Между тем дела государственные отвлекали Ивана IV от расправы. Страна Московия налаживала связи с Западом, в частности, с Англией, товары которой стали поступать на Русь через Архангельск. Справившись с восстанием в Казанской земле и надежно пристегнув ее к территории России, Иван IV в 1556 году покорил Астраханское ханство, значительно расширив границы государства. После присоединения Астрахани перед боярской Думой, ближайшим окружением царя и самим Иваном IV Васильевичем встал важнейший вопрос – в какую сторону направить экспансию: на Крым, на Литву или куда то еще. Жизнь ответила на этот сложнейший вопрос довольно-таки неожиданно. Но через четверть века. В 1556 году об этом ответе не догадывался никто.

Царь мечтал сокрушить Литву, увяз в Ливонской войне, которая началась в 1558 году, втянув в свои сети Литву, Русь, Швецию, Польшу. Сильвестр и Адашев убеждали его в том, что сначала нужно захватить Крым, а уж потом, используя выгоды сего приобретения, вплотную заняться западным соседом. Чисто внешне идея выглядела впечатляюще. Приобретя Крым, страна Московия прижалась бы к Литве и Польше жестким полумесяцем, который в конце концов сдавил бы в своих объятиях противника и раздавил бы его. Если бы не одно мощное «но»! Если бы не грозная, приближающаяся к апогею своей славы и могущества Османская империя, которая ни при каких обстоятельствах в XVI–XVII веках не разрешила бы никому завоевать Крым. Об этом Сильвестр и Адашев не подумали, как и знаменитый Андрей Курбский, прекрасный полководец, писатель, историк, предавший родину.

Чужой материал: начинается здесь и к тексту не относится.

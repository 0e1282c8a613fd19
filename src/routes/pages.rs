// SPDX-License-Identifier: MIT
// Copyright 2026 Roland Dreier <roland@rolandd.dev>

//! Page data for the home page.

use crate::middleware::auth::CurrentUser;
use crate::models::User;
use crate::AppState;
use axum::{routing::get, Json, Router};
use serde::Serialize;
use std::sync::Arc;
#[cfg(feature = "binding-generation")]
use ts_rs::TS;

pub fn routes() -> Router<Arc<AppState>> {
    // The home page carries the same sign-in form as /login.
    Router::new().route("/", get(index).post(super::auth::login_action))
}

/// Home page data.
#[derive(Serialize)]
#[cfg_attr(feature = "binding-generation", derive(TS))]
#[cfg_attr(
    feature = "binding-generation",
    ts(export, export_to = "web/src/lib/generated/")
)]
pub struct IndexData {
    pub user: Option<User>,
}

async fn index(CurrentUser(user): CurrentUser) -> Json<IndexData> {
    Json(IndexData { user })
}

Несколько походов в сторону Крыма успехов не имели. Это отрицательно сказывалось на всех делах государства и раздражало Ивана IV. Приближался разрыв царя с Сильвестром, Адашевым и Курбским, приближалась опричнина. Захарьины и царица Анастасия строили словесные козни, обвиняли недавних любимчиков царя. Зимой 1559 года Сильвестр, овдовевший и уже не имевший никаких причин оставаться в Москве, отправился в отдаленный монастырь, Адашев – в Ливонию, в войско. А 7 августа следующего года неожиданно скончалась Анастасия. Последние годы жизни она держалась, как говорится, на святом духе, часто болела, угасала, но сопротивлялась, тянулась к жизни. Июньский пожар 1560 года так перепугал ее, что вся силушка, державшая ее на плаву жизни, ушла. А с нею ушло все то, что позволило бы назвать Ивана IV не Грозным, а, скажем, Иваном-Завоевателем.

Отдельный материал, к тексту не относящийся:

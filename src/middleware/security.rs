// SPDX-License-Identifier: MIT
// Copyright 2026 Roland Dreier <roland@rolandd.dev>

//! Security headers middleware.

use axum::{
    extract::{Request, State},
    http::HeaderValue,
    middleware::Next,
    response::Response,
};

/// Add security headers to all responses.
///
/// The state flag turns on HSTS; it follows the session cookie's `Secure`
/// setting so plain-HTTP development servers are not pinned to HTTPS.
pub async fn add_security_headers(
    State(hsts): State<bool>,
    req: Request,
    next: Next,
) -> Response {
    let mut response = next.run(req).await;
    let headers = response.headers_mut();

    headers.insert(
        "X-Content-Type-Options",
        HeaderValue::from_static("nosniff"),
    );
    headers.insert("X-Frame-Options", HeaderValue::from_static("DENY"));
    headers.insert(
        "Content-Security-Policy",
        HeaderValue::from_static("default-src 'self'; frame-ancestors 'none'; form-action 'self'"),
    );
    headers.insert(
        "Referrer-Policy",
        HeaderValue::from_static("strict-origin-when-cross-origin"),
    );
    if hsts {
        headers.insert(
            "Strict-Transport-Security",
            HeaderValue::from_static("max-age=31536000; includeSubDomains"),
        );
    }

    response
}
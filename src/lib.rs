// SPDX-License-Identifier: MIT
// Copyright 2026 Roland Dreier <roland@rolandd.dev>

//! Shifty web: session and sign-in layer for the Shifty scheduling site
//!
//! This crate serves the page data of the Shifty site, keeps the caller's
//! bearer token in a signed session cookie, and resolves that token to a
//! user through the remote Shifty auth API.

pub mod config;
pub mod error;
pub mod middleware;
pub mod models;
pub mod routes;
pub mod services;

use config::Config;
use services::{AuthApiClient, SessionStore};

/// Shared application state.
pub struct AppState {
    pub config: Config,
    pub sessions: SessionStore,
    pub auth_api: AuthApiClient,
}

impl AppState {
    /// Build the state from configuration.
    pub fn new(config: Config) -> anyhow::Result<Self> {
        let sessions = SessionStore::new(config.session.clone())?;
        let auth_api = AuthApiClient::new(&config)?;

        Ok(Self {
            config,
            sessions,
            auth_api,
        })
    }
}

Опричнина – Гражданская война?

Весной 1553 года Иван IV вместе с Анастасией и сыном Дмитрием отправился в далекое путешествие в монастырь святого Кирилла Белозерского. Бояре были против этой поездки, опасной для здоровья еще совсем слабого царя, пережившего тяжелую болезнь, и для крошки-сына. Да и обстановка в стране оставалась напряженной: борьба в Казанской земле не угасла. Иван IV не слушал веские аргументы бояр. Несколько месяцев назад, больной, он дал обет в случае выздоровления поехать в монастырь, помолиться святым мощам. Остановить его никто не смог. Даже Адашев. Даже Сильвестр. Царь будто бы искал чего-то очень важного.

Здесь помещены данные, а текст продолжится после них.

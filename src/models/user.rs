//! Identity returned by the auth API.

use serde::{Deserialize, Serialize};
#[cfg(feature = "binding-generation")]
use ts_rs::TS;
use validator::Validate;

/// User resolved from a session token.
///
/// Lives for a single request; never stored by this crate.
#[derive(Debug, Clone, PartialEq, Eq, Serialize, Deserialize, Validate)]
#[serde(rename_all = "camelCase")]
#[cfg_attr(feature = "binding-generation", derive(TS))]
#[cfg_attr(
    feature = "binding-generation",
    ts(export, export_to = "web/src/lib/generated/")
)]
pub struct User {
    /// Auth service user ID
    #[validate(length(min = 1, message = "User id is required"))]
    pub id: String,
    /// Account email
    #[validate(email(message = "Invalid email address"))]
    pub email: String,
    /// Current subscription
    #[validate(length(min = 1, message = "Subscription id is required"))]
    pub subscription_id: String,
}
// SPDX-License-Identifier: MIT
// Copyright 2026 Roland Dreier <roland@rolandd.dev>

//! Services module - session and auth API logic.

pub mod account;
pub mod auth_api;
pub mod session;

pub use account::SubmissionOutcome;
pub use auth_api::{AuthApi, AuthApiClient, AuthApiError, TokenReply};
pub use session::{SessionError, SessionStore};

В обители Святого Сергия он посетил Максима Грека, долго с ним беседовал. Знаменитый старец отговаривал самодержца от утомительного путешествия, видимо, догадываясь, что «ищет он в стране далекой», и зная наверняка, что царь обязательно найдет то, ради чего он бросил дела и покинул Москву. Быть может, в отчаянии Максим Грек, уже после беседы, попросил Адашева и Курбского передать царю, что долгий и утомительный путь отнимет у него сына, но даже это грозное слово не остановило Ивана IV, мечущегося в поисках чего-то важного. Пророчество сбылось, Дмитрий умер в июне, путешествие продолжалось. Во всех монастырях царь вел сокровенные беседы со старцами. Чему они учили его?